Carbon prices in California are currently around $30 per ton CO2, and this has, according to those studying the system, motivated one third of the state's overall carbon reductions over the current decade. That is not terrible, but clearly insufficient, even for a forward-thinking state, since we need to wring carbon out of our systems at a faster pace. Raising that price would be the most direct way for us as a society to do that. But do we want to? At that point, we need to look in the mirror and ask whether the point of our policies should be addressing climate heating in the most effective way possible, or to avoid pain and change to our current systems. Right now, we are on a sort of optimal trajectory to avoid most of the economic and social pain of truly addressing climate change, (by using gradualist and incremental policies), but at the cost of not getting there soon enough and thus incurring increasing levels of pain from climate heating itself- now, and in a future that is measured, not in years, but in centuries. 

The second big point to make about this book and similar discussions is that it largely frames the problem as an economic one for humanity. How much cost do we bear in 2100 and 2200, compared with the cost we are willing to pay today? Well, that really ignores a great deal, for there are other species on the planet than ourselves. And there are other values we have as humans, than economic ones. This means that any cost accounting that gets translated into a carbon price needs to be amplified several fold to truly address the vast array of harms we are foisting on the biosphere. Coral reefs are breaking down, tropical forests are losing their regenerative capability, and the arctic is rapidly turning temperate.

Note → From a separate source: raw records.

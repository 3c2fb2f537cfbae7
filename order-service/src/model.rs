//! Order aggregate as it travels over the wire and through storage
//!
//! The shape mirrors the inbound JSON payload exactly; there is no
//! validation layer. `order_uid` is the sole identity of the aggregate,
//! `Delivery` and `Payment` are 1:1 sub-records, `items` is 1:N.

use chrono::{DateTime, Utc};
use serde::{Deserialize, Serialize};

/// Root aggregate, identified by `order_uid`
#[derive(Debug, Clone, Serialize, Deserialize, PartialEq)]
pub struct Order {
    pub order_uid: String,
    pub track_number: String,
    pub entry: String,
    pub delivery: Delivery,
    pub payment: Payment,
    pub items: Vec<OrderItem>,
    pub locale: String,
    pub internal_signature: String,
    pub customer_id: String,
    pub delivery_service: String,
    pub shardkey: String,
    pub sm_id: i32,
    /// Not required on the wire; the consumer stamps it when absent
    #[serde(default)]
    pub date_created: Option<DateTime<Utc>>,
    pub oof_shard: String,
}

/// Delivery address, 1:1 with the order
#[derive(Debug, Clone, Serialize, Deserialize, PartialEq, sqlx::FromRow)]
pub struct Delivery {
    pub name: String,
    pub phone: String,
    pub zip: String,
    pub city: String,
    pub address: String,
    pub region: String,
    pub email: String,
}

/// Payment details, 1:1 with the order
#[derive(Debug, Clone, Serialize, Deserialize, PartialEq, sqlx::FromRow)]
pub struct Payment {
    pub transaction: String,
    pub request_id: String,
    pub currency: String,
    pub provider: String,
    pub amount: i64,
    pub payment_dt: i64,
    pub bank: String,
    pub delivery_cost: i64,
    pub goods_total: i64,
    pub custom_fee: i64,
}

/// One order line, 1:N with the order, identified by `rid` within it
#[derive(Debug, Clone, Serialize, Deserialize, PartialEq, sqlx::FromRow)]
pub struct OrderItem {
    pub chrt_id: i64,
    pub track_number: String,
    pub price: i64,
    pub rid: String,
    pub name: String,
    pub sale: i32,
    pub size: String,
    pub total_price: i64,
    pub nm_id: i64,
    pub brand: String,
    pub status: i32,
}

#[cfg(test)]
mod tests {
    use super::*;

    const SAMPLE_ORDER: &str = r#"{
        "order_uid": "b563feb7b2b84b6test",
        "track_number": "WBILMTESTTRACK",
        "entry": "WBIL",
        "delivery": {
            "name": "Test Testov",
            "phone": "+9720000000",
            "zip": "2639809",
            "city": "Kiryat Mozkin",
            "address": "Ploshad Mira 15",
            "region": "Kraiot",
            "email": "test@gmail.com"
        },
        "payment": {
            "transaction": "b563feb7b2b84b6test",
            "request_id": "",
            "currency": "USD",
            "provider": "wbpay",
            "amount": 1817,
            "payment_dt": 1637907727,
            "bank": "alpha",
            "delivery_cost": 1500,
            "goods_total": 317,
            "custom_fee": 0
        },
        "items": [
            {
                "chrt_id": 9934930,
                "track_number": "WBILMTESTTRACK",
                "price": 453,
                "rid": "ab4219087a764ae0btest",
                "name": "Mascaras",
                "sale": 30,
                "size": "0",
                "total_price": 317,
                "nm_id": 2389212,
                "brand": "Vivienne Sabo",
                "status": 202
            }
        ],
        "locale": "en",
        "internal_signature": "",
        "customer_id": "test",
        "delivery_service": "meest",
        "shardkey": "9",
        "sm_id": 99,
        "date_created": "2021-11-26T06:22:19Z",
        "oof_shard": "1"
    }"#;

    #[test]
    fn decodes_full_payload() {
        let order: Order = serde_json::from_str(SAMPLE_ORDER).unwrap();
        assert_eq!(order.order_uid, "b563feb7b2b84b6test");
        assert_eq!(order.payment.amount, 1817);
        assert_eq!(order.items.len(), 1);
        assert_eq!(order.items[0].rid, "ab4219087a764ae0btest");
        assert!(order.date_created.is_some());
    }

    #[test]
    fn missing_date_created_defaults_to_none() {
        let mut value: serde_json::Value = serde_json::from_str(SAMPLE_ORDER).unwrap();
        value.as_object_mut().unwrap().remove("date_created");
        let order: Order = serde_json::from_value(value).unwrap();
        assert!(order.date_created.is_none());
    }

    #[test]
    fn json_round_trip_preserves_every_field() {
        let order: Order = serde_json::from_str(SAMPLE_ORDER).unwrap();
        let encoded = serde_json::to_string(&order).unwrap();
        let decoded: Order = serde_json::from_str(&encoded).unwrap();
        assert_eq!(order, decoded);
    }

    #[test]
    fn malformed_payload_is_rejected() {
        assert!(serde_json::from_str::<Order>(r#"{"order_uid": 42}"#).is_err());
        assert!(serde_json::from_slice::<Order>(b"not json at all").is_err());
    }
}
//! Read-only query API over the order cache

pub mod health;
pub mod orders;

use axum::Router;
use axum::routing::get;
use tower_http::trace::TraceLayer;

use crate::state::AppState;

/// Create the query router; every endpoint reads from the cache only
pub fn create_router(state: AppState) -> Router {
    Router::new()
        .route("/health", get(health::health_check))
        .route("/api/orders", get(orders::list_orders))
        .route("/api/orders/{order_uid}", get(orders::get_order))
        .route("/api/stats", get(orders::stats))
        .layer(TraceLayer::new_for_http())
        .with_state(state)
}
use std::time::Duration;

use sqlx::PgPool;
use sqlx::postgres::PgPoolOptions;

use order_service::config::Config;
use order_service::consumer::OrderSubscriber;
use order_service::state::AppState;
use order_service::{api, consumer};

type BoxError = Box<dyn std::error::Error + Send + Sync>;

const CONNECT_ATTEMPTS: u32 = 10;
const CONNECT_RETRY_DELAY: Duration = Duration::from_secs(2);

#[tokio::main]
async fn main() -> Result<(), BoxError> {
    // Load .env file
    let _ = dotenvy::dotenv();

    // Initialize tracing
    tracing_subscriber::fmt()
        .with_env_filter(
            tracing_subscriber::EnvFilter::try_from_default_env()
                .unwrap_or_else(|_| "order_service=info,tower_http=info".into()),
        )
        .init();

    let config = Config::from_env()?;

    tracing::info!("Starting order-service");

    let pool = connect_postgres(&config.database_url).await?;
    sqlx::migrate!("./migrations").run(&pool).await?;
    tracing::info!("Connected to PostgreSQL");

    let state = AppState::new(pool);

    // Rebuild the cache before accepting new messages; a failure degrades
    // to an empty cache rather than blocking startup
    match state.cache.reload_from(&state.repo).await {
        Ok(count) => tracing::info!("Cache restored from database, {count} orders"),
        Err(e) => tracing::warn!("Failed to restore cache from database: {e}"),
    }

    // Subscribe with retry; without NATS the service still serves reads
    match connect_subscriber(&config).await {
        Some(subscriber) => {
            let consumer_state = state.clone();
            tokio::spawn(async move {
                if let Err(e) = subscriber.run(consumer_state).await {
                    tracing::error!("Consumer loop error: {e}");
                }
            });
        }
        None => {
            tracing::warn!("Could not connect to NATS, starting without ingestion");
        }
    }

    // Start HTTP server (query API)
    let app = api::create_router(state);
    let http_addr = format!("0.0.0.0:{}", config.http_port);
    let listener = tokio::net::TcpListener::bind(&http_addr).await?;
    tracing::info!("order-service HTTP listening on {http_addr}");

    axum::serve(listener, app)
        .with_graceful_shutdown(shutdown_signal())
        .await?;

    tracing::info!("Shutting down");
    Ok(())
}

/// Connect to PostgreSQL with a bounded retry loop
async fn connect_postgres(database_url: &str) -> Result<PgPool, BoxError> {
    let mut last_err: Option<sqlx::Error> = None;
    for attempt in 1..=CONNECT_ATTEMPTS {
        match PgPoolOptions::new()
            .max_connections(25)
            .connect(database_url)
            .await
        {
            Ok(pool) => return Ok(pool),
            Err(e) => {
                tracing::warn!(
                    "Failed to connect to PostgreSQL (attempt {attempt}/{CONNECT_ATTEMPTS}): {e}"
                );
                last_err = Some(e);
                tokio::time::sleep(CONNECT_RETRY_DELAY).await;
            }
        }
    }
    Err(last_err.map(Into::into).unwrap_or_else(|| "PostgreSQL unreachable".into()))
}

/// Connect the durable subscriber with a bounded retry loop; `None` when
/// every attempt fails
async fn connect_subscriber(config: &Config) -> Option<OrderSubscriber> {
    for attempt in 1..=CONNECT_ATTEMPTS {
        match consumer::OrderSubscriber::connect(config).await {
            Ok(subscriber) => return Some(subscriber),
            Err(e) => {
                tracing::warn!(
                    "Failed to connect to NATS (attempt {attempt}/{CONNECT_ATTEMPTS}): {e}"
                );
                tokio::time::sleep(CONNECT_RETRY_DELAY).await;
            }
        }
    }
    None
}

async fn shutdown_signal() {
    if let Err(e) = tokio::signal::ctrl_c().await {
        tracing::error!("Failed to listen for shutdown signal: {e}");
    }
}
//! PostgreSQL order repository
//!
//! One aggregate maps to four tables: orders, delivery, payment, items.
//! `save` runs in a single transaction so the aggregate is either fully
//! persisted or not at all. The order row upsert always locks the row, so
//! concurrent saves of the same uid serialize before the item rows are
//! replaced (delete then insert) — redelivering the same message leaves
//! exactly one copy of every row.

use async_trait::async_trait;
use chrono::{DateTime, Utc};
use sqlx::PgPool;

use crate::cache::OrderSource;
use crate::consumer::OrderWriter;
use crate::error::StoreError;
use crate::model::{Delivery, Order, OrderItem, Payment};

/// Durable, idempotent storage for order aggregates
#[derive(Clone)]
pub struct OrderRepository {
    pool: PgPool,
}

/// Header columns of the orders table; sub-records are fetched separately
#[derive(sqlx::FromRow)]
struct OrderRow {
    order_uid: String,
    track_number: String,
    entry: String,
    locale: String,
    internal_signature: String,
    customer_id: String,
    delivery_service: String,
    shardkey: String,
    sm_id: i32,
    date_created: Option<DateTime<Utc>>,
    oof_shard: String,
}

impl OrderRepository {
    pub fn new(pool: PgPool) -> Self {
        Self { pool }
    }

    /// Persist the full aggregate in one transaction
    pub async fn save(&self, order: &Order) -> Result<(), StoreError> {
        self.save_tx(order).await.map_err(StoreError::Persistence)
    }

    async fn save_tx(&self, order: &Order) -> Result<(), sqlx::Error> {
        let mut tx = self.pool.begin().await?;

        // The no-op update locks the order row even when it is already
        // committed; a DO NOTHING conflict takes no lock there, and two
        // overlapping redeliveries would each miss the other's item rows.
        sqlx::query(
            r#"
            INSERT INTO orders (order_uid, track_number, entry, locale, internal_signature,
                customer_id, delivery_service, shardkey, sm_id, date_created, oof_shard)
            VALUES ($1, $2, $3, $4, $5, $6, $7, $8, $9, $10, $11)
            ON CONFLICT (order_uid) DO UPDATE SET order_uid = EXCLUDED.order_uid
            "#,
        )
        .bind(&order.order_uid)
        .bind(&order.track_number)
        .bind(&order.entry)
        .bind(&order.locale)
        .bind(&order.internal_signature)
        .bind(&order.customer_id)
        .bind(&order.delivery_service)
        .bind(&order.shardkey)
        .bind(order.sm_id)
        .bind(order.date_created)
        .bind(&order.oof_shard)
        .execute(&mut *tx)
        .await?;

        sqlx::query(
            r#"
            INSERT INTO delivery (order_uid, name, phone, zip, city, address, region, email)
            VALUES ($1, $2, $3, $4, $5, $6, $7, $8)
            ON CONFLICT (order_uid) DO NOTHING
            "#,
        )
        .bind(&order.order_uid)
        .bind(&order.delivery.name)
        .bind(&order.delivery.phone)
        .bind(&order.delivery.zip)
        .bind(&order.delivery.city)
        .bind(&order.delivery.address)
        .bind(&order.delivery.region)
        .bind(&order.delivery.email)
        .execute(&mut *tx)
        .await?;

        sqlx::query(
            r#"
            INSERT INTO payment (order_uid, transaction, request_id, currency, provider,
                amount, payment_dt, bank, delivery_cost, goods_total, custom_fee)
            VALUES ($1, $2, $3, $4, $5, $6, $7, $8, $9, $10, $11)
            ON CONFLICT (order_uid) DO NOTHING
            "#,
        )
        .bind(&order.order_uid)
        .bind(&order.payment.transaction)
        .bind(&order.payment.request_id)
        .bind(&order.payment.currency)
        .bind(&order.payment.provider)
        .bind(order.payment.amount)
        .bind(order.payment.payment_dt)
        .bind(&order.payment.bank)
        .bind(order.payment.delivery_cost)
        .bind(order.payment.goods_total)
        .bind(order.payment.custom_fee)
        .execute(&mut *tx)
        .await?;

        // Replace item rows so redelivery cannot duplicate them
        sqlx::query("DELETE FROM items WHERE order_uid = $1")
            .bind(&order.order_uid)
            .execute(&mut *tx)
            .await?;

        for item in &order.items {
            sqlx::query(
                r#"
                INSERT INTO items (order_uid, chrt_id, track_number, price, rid, name,
                    sale, size, total_price, nm_id, brand, status)
                VALUES ($1, $2, $3, $4, $5, $6, $7, $8, $9, $10, $11, $12)
                "#,
            )
            .bind(&order.order_uid)
            .bind(item.chrt_id)
            .bind(&item.track_number)
            .bind(item.price)
            .bind(&item.rid)
            .bind(&item.name)
            .bind(item.sale)
            .bind(&item.size)
            .bind(item.total_price)
            .bind(item.nm_id)
            .bind(&item.brand)
            .bind(item.status)
            .execute(&mut *tx)
            .await?;
        }

        tx.commit().await?;
        Ok(())
    }

    /// Reconstruct one aggregate; `None` when no order row matches
    pub async fn get(&self, order_uid: &str) -> Result<Option<Order>, StoreError> {
        self.get_inner(order_uid)
            .await
            .map_err(StoreError::Unavailable)
    }

    async fn get_inner(&self, order_uid: &str) -> Result<Option<Order>, sqlx::Error> {
        let Some(row) = sqlx::query_as::<_, OrderRow>(
            r#"
            SELECT order_uid, track_number, entry, locale, internal_signature,
                   customer_id, delivery_service, shardkey, sm_id, date_created, oof_shard
            FROM orders WHERE order_uid = $1
            "#,
        )
        .bind(order_uid)
        .fetch_optional(&self.pool)
        .await?
        else {
            return Ok(None);
        };

        let delivery = sqlx::query_as::<_, Delivery>(
            "SELECT name, phone, zip, city, address, region, email FROM delivery WHERE order_uid = $1",
        )
        .bind(order_uid)
        .fetch_one(&self.pool)
        .await?;

        let payment = sqlx::query_as::<_, Payment>(
            r#"
            SELECT transaction, request_id, currency, provider, amount, payment_dt,
                   bank, delivery_cost, goods_total, custom_fee
            FROM payment WHERE order_uid = $1
            "#,
        )
        .bind(order_uid)
        .fetch_one(&self.pool)
        .await?;

        let items = sqlx::query_as::<_, OrderItem>(
            r#"
            SELECT chrt_id, track_number, price, rid, name, sale, size,
                   total_price, nm_id, brand, status
            FROM items WHERE order_uid = $1 ORDER BY id
            "#,
        )
        .bind(order_uid)
        .fetch_all(&self.pool)
        .await?;

        Ok(Some(Order {
            order_uid: row.order_uid,
            track_number: row.track_number,
            entry: row.entry,
            delivery,
            payment,
            items,
            locale: row.locale,
            internal_signature: row.internal_signature,
            customer_id: row.customer_id,
            delivery_service: row.delivery_service,
            shardkey: row.shardkey,
            sm_id: row.sm_id,
            date_created: row.date_created,
            oof_shard: row.oof_shard,
        }))
    }

    /// Enumerate every aggregate, newest first; fail-fast on any error
    pub async fn get_all(&self) -> Result<Vec<Order>, StoreError> {
        let uids: Vec<String> = sqlx::query_scalar(
            "SELECT order_uid FROM orders ORDER BY date_created DESC NULLS LAST",
        )
        .fetch_all(&self.pool)
        .await
        .map_err(StoreError::Unavailable)?;

        let mut orders = Vec::with_capacity(uids.len());
        for uid in &uids {
            if let Some(order) = self.get(uid).await? {
                orders.push(order);
            }
        }
        Ok(orders)
    }
}

#[async_trait]
impl OrderWriter for OrderRepository {
    async fn save_order(&self, order: &Order) -> Result<(), StoreError> {
        self.save(order).await
    }
}

#[async_trait]
impl OrderSource for OrderRepository {
    async fn load_all(&self) -> Result<Vec<Order>, StoreError> {
        self.get_all().await
    }
}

These are huge changes and harms, which no accounting from an economic perspective "internalizes". 

So, we need to psychologically progress, skipping a few steps to the facing-it part of the process, which then will naturally lead us towards truly effective solutions to get to carbon neutrality rapidly. Will it cost a lot? Absolutely. Will we suffer imbalances and loss of comforts? Absolutely. But once America faces up to a problem, we tend to do a good job accepting those tradeoffs and figuring out how to get the results we want.